Since the sequencing of the genetic code, Aksoy has continued to work closely with others to find ways to improve current control methods of sleeping sickness, and develop strategies to reduce or eliminate its transmission in sub-Saharan Africa. Her work with colleagues has spanned a broad range of projects including close studies of tsetse immunity, reproduction and symbiosis, tsetse-symbiont and trypanosome interactions, tsetse genomics and population genetics, trypanosome developmental processes in tsetse, and tsetse olfaction.

Both here in the United States and overseas in Africa, our hope is that the next generation of scientists will carry the torch for realizing the opportunities recent genomics and genetics research has unraveled in vector biology.

Serap Aksoy

Sleeping sickness is endemic to Africa and generally infects extremely poor people who live in remote regions. According to Aksoy, the sick often suffer from the disease for years before seeking treatment, causing them and those caring for them to miss work and spend their savings on traditional medicines. In the case of the most recent epidemics, incidence of disease, particularly in West Africa was reduced to less than 3,000 cases thanks to an ambitious campaign led by WHO, many nongovernmental organizations, and a public–private partnership with Sanofi-Aventis and Bayer that donated the necessary drugs for distribution in affected countries.

Aksoy and her collaborator Dr. Grace Murilla from KALRO-BRI Kenya standing alongside a tsetse trap. “It is due to the success of control campaigns like this that we are hoping to eliminate sleeping sickness as a public health problem by 2020 in West Africa,” said Aksoy. “However, while we work toward this goal, the presence of tsetse in disease-endemic areas will continue to place an estimated 70 million people in sub-Saharan Africa at risk.

“In particular, unlike West Africa, in East Africa the disease can be spread from both domestic and wild animals to humans, which greatly increases the risk and requires greater incorporation of tsetse control methods,” explained Aksoy.

For this reason, Aksoy and her team here at Yale continue to research an additional control strategy called para-transgenic expression, where they introduce and synthesize proteins that target trypanosomes in microbes cultivated from the gut of tsetse flies. By repopulating the fly’s guts with such organisms, they hope to interfere with parasite development in the gut — which will, in turn, block transmission of the disease to humans and animals. Through implementation of this approach and others still being explored they hope to find a cost-effective method to reduce parasite transmission in tsetse populations in areas where disease transmission risk is high.

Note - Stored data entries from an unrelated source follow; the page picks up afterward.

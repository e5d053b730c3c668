//! Handler tables: the direction-parameterized registration point for
//! both request and notification handlers.
//!
//! The engine itself does not know or care whether it is running as the
//! client or server half of a session — it just invokes whatever is
//! registered under an inbound message's method name. The client and
//! server feature layers are the ones that register handlers with
//! different names (`sampling/createMessage`, `tools/call`, ...).

use std::collections::HashMap;
use std::future::Future;
use std::pin::Pin;
use std::sync::{Arc, RwLock};

use mcp_schema::MCPResult;
use serde_json::Value;

pub type BoxFuture<'a, T> = Pin<Box<dyn Future<Output = T> + Send + 'a>>;

/// Handles one inbound request method. Returns the JSON `result` payload
/// on success; an `Err` becomes a JSON-RPC error response (or, for
/// `tools/call`, is translated by the server layer into an in-band
/// `CallToolResult`).
pub trait RequestHandler: Send + Sync {
    fn handle(&self, params: Option<Value>) -> BoxFuture<'_, MCPResult<Value>>;
}

impl<F> RequestHandler for F
where
    F: Fn(Option<Value>) -> BoxFuture<'static, MCPResult<Value>> + Send + Sync,
{
    fn handle(&self, params: Option<Value>) -> BoxFuture<'_, MCPResult<Value>> {
        self(params)
    }
}

/// Handles one inbound notification method. Errors are logged and
/// swallowed — a notification never produces a reply.
pub trait NotificationHandler: Send + Sync {
    fn handle(&self, params: Option<Value>) -> BoxFuture<'_, MCPResult<()>>;
}

impl<F> NotificationHandler for F
where
    F: Fn(Option<Value>) -> BoxFuture<'static, MCPResult<()>> + Send + Sync,
{
    fn handle(&self, params: Option<Value>) -> BoxFuture<'_, MCPResult<()>> {
        self(params)
    }
}

#[derive(Default)]
pub struct HandlerTable {
    requests: RwLock<HashMap<String, Arc<dyn RequestHandler>>>,
    notifications: RwLock<HashMap<String, Vec<Arc<dyn NotificationHandler>>>>,
}

impl HandlerTable {
    pub fn new() -> Self {
        Self::default()
    }

    pub fn register_request(&self, method: impl Into<String>, handler: Arc<dyn RequestHandler>) {
        self.requests.write().unwrap().insert(method.into(), handler);
    }

    pub fn request_handler(&self, method: &str) -> Option<Arc<dyn RequestHandler>> {
        self.requests.read().unwrap().get(method).cloned()
    }

    /// Register a notification handler. Multiple handlers may share a
    /// method name; they are invoked sequentially in registration order.
    pub fn register_notification(
        &self,
        method: impl Into<String>,
        handler: Arc<dyn NotificationHandler>,
    ) {
        self.notifications
            .write()
            .unwrap()
            .entry(method.into())
            .or_default()
            .push(handler);
    }

    pub fn notification_handlers(&self, method: &str) -> Vec<Arc<dyn NotificationHandler>> {
        self.notifications
            .read()
            .unwrap()
            .get(method)
            .cloned()
            .unwrap_or_default()
    }
}
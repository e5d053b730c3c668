//! Types for the `prompts/*` operations: listing prompt templates and
//! retrieving a rendered message sequence for one.

use crate::types::content::{ContentBlock, Role};
use serde::{Deserialize, Serialize};
use serde_json::Value;

#[derive(Debug, Clone, Serialize, Deserialize)]
pub struct Prompt {
    pub name: String,

    #[serde(skip_serializing_if = "Option::is_none")]
    pub description: Option<String>,

    #[serde(skip_serializing_if = "Option::is_none")]
    pub arguments: Option<Vec<PromptArgument>>,
}

impl Prompt {
    pub fn new(name: impl Into<String>) -> Self {
        Self {
            name: name.into(),
            description: None,
            arguments: None,
        }
    }

    pub fn with_description(mut self, description: impl Into<String>) -> Self {
        self.description = Some(description.into());
        self
    }

    pub fn with_arguments(mut self, arguments: Vec<PromptArgument>) -> Self {
        self.arguments = Some(arguments);
        self
    }
}

#[derive(Debug, Clone, Serialize, Deserialize)]
pub struct PromptArgument {
    pub name: String,

    #[serde(skip_serializing_if = "Option::is_none")]
    pub description: Option<String>,

    #[serde(skip_serializing_if = "Option::is_none")]
    pub required: Option<bool>,
}

impl PromptArgument {
    pub fn new(name: impl Into<String>) -> Self {
        Self {
            name: name.into(),
            description: None,
            required: None,
        }
    }

    pub fn required(mut self) -> Self {
        self.required = Some(true);
        self
    }
}

#[derive(Debug, Clone, Serialize, Deserialize, Default)]
pub struct GetPromptRequest {
    pub name: String,

    #[serde(skip_serializing_if = "Option::is_none")]
    pub arguments: Option<Value>,
}

#[derive(Debug, Clone, Serialize, Deserialize)]
pub struct GetPromptResponse {
    #[serde(skip_serializing_if = "Option::is_none")]
    pub description: Option<String>,

    pub messages: Vec<PromptMessage>,
}

#[derive(Debug, Clone, Serialize, Deserialize)]
pub struct PromptMessage {
    pub role: Role,
    pub content: ContentBlock,
}

impl PromptMessage {
    pub fn new(role: Role, content: ContentBlock) -> Self {
        Self { role, content }
    }

    pub fn user(content: impl Into<String>) -> Self {
        Self::new(Role::User, ContentBlock::text(content))
    }

    pub fn assistant(content: impl Into<String>) -> Self {
        Self::new(Role::Assistant, ContentBlock::text(content))
    }
}

#[derive(Debug, Clone, Serialize, Deserialize, Default)]
pub struct ListPromptsRequest {
    #[serde(skip_serializing_if = "Option::is_none")]
    pub cursor: Option<String>,
}

#[derive(Debug, Clone, Serialize, Deserialize)]
pub struct ListPromptsResponse {
    pub prompts: Vec<Prompt>,

    #[serde(rename = "nextCursor", skip_serializing_if = "Option::is_none")]
    pub next_cursor: Option<String>,
}

/// Builder for a `GetPromptResponse`'s message sequence.
#[derive(Debug, Clone, Default)]
pub struct PromptMessages {
    description: Option<String>,
    messages: Vec<PromptMessage>,
}

impl PromptMessages {
    pub fn new() -> Self {
        Self::default()
    }

    pub fn with_description(mut self, description: impl Into<String>) -> Self {
        self.description = Some(description.into());
        self
    }

    pub fn user(mut self, content: impl Into<String>) -> Self {
        self.messages.push(PromptMessage::user(content));
        self
    }

    pub fn assistant(mut self, content: impl Into<String>) -> Self {
        self.messages.push(PromptMessage::assistant(content));
        self
    }

    pub fn build(self) -> GetPromptResponse {
        GetPromptResponse {
            description: self.description,
            messages: self.messages,
        }
    }
}
//! Object taxonomy shared by change envelopes, grace tracking and transport

use serde::{Deserialize, Serialize};
use std::fmt;

/// The closed set of synchronizable object kinds.
///
/// The two `*Diff` variants denote an incremental representation of their
/// base kind, not a distinct kind; identity and grace-period scoping always
/// go through [`ObjectType::base`].
#[derive(Debug, Clone, Copy, PartialEq, Eq, Hash, Serialize, Deserialize)]
pub enum ObjectType {
    Category,
    Genre,
    Platform,
    PlatformDiff,
    Company,
    Feature,
    Tag,
    Series,
    AgeRating,
    Region,
    Source,
    CompletionStatus,
    FilterPreset,
    Game,
    GameDiff,
}

impl ObjectType {
    /// Map a diff type to the base type it patches; other types map to
    /// themselves.
    #[must_use]
    pub const fn base(self) -> Self {
        match self {
            Self::PlatformDiff => Self::Platform,
            Self::GameDiff => Self::Game,
            other => other,
        }
    }

    /// Path segment used by the object endpoints (`/api/{path}/...`).
    #[must_use]
    pub const fn path(self) -> &'static str {
        match self {
            Self::Category => "category",
            Self::Genre => "genre",
            Self::Platform => "platform",
            Self::PlatformDiff => "platform-diff",
            Self::Company => "company",
            Self::Feature => "feature",
            Self::Tag => "tag",
            Self::Series => "series",
            Self::AgeRating => "age-rating",
            Self::Region => "region",
            Self::Source => "source",
            Self::CompletionStatus => "completion-status",
            Self::FilterPreset => "filter-preset",
            Self::Game => "game",
            Self::GameDiff => "game-diff",
        }
    }

    /// Path segment of the attachment endpoints, for the kinds that own
    /// binary attachments.
    #[must_use]
    pub const fn metadata_path(self) -> Option<&'static str> {
        match self.base() {
            Self::Platform => Some("platform-metadata"),
            Self::Game => Some("game-metadata"),
            _ => None,
        }
    }
}

impl fmt::Display for ObjectType {
    fn fmt(&self, f: &mut fmt::Formatter<'_>) -> fmt::Result {
        f.write_str(self.path())
    }
}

In addition to her and her team’s efforts to investigate ways to control sleeping sickness, Aksoy has been a strong advocate for building research capacity in Africa to combat the disease. Support from the Fogarty International Center, part of the United States National Institutes of Health, has enabled her and her collaborators at Yale to work to help train the next generation of African scientists and scholars with their peers at the Biotechnology Research Center of Kenya Agricultural & Livestock Research Organization, Kenya Medical Research Institute, International Center for Insect Ecology and Physiology, Makere University, Gulu University, and The South Africa National Bioinformatics Institute, among others.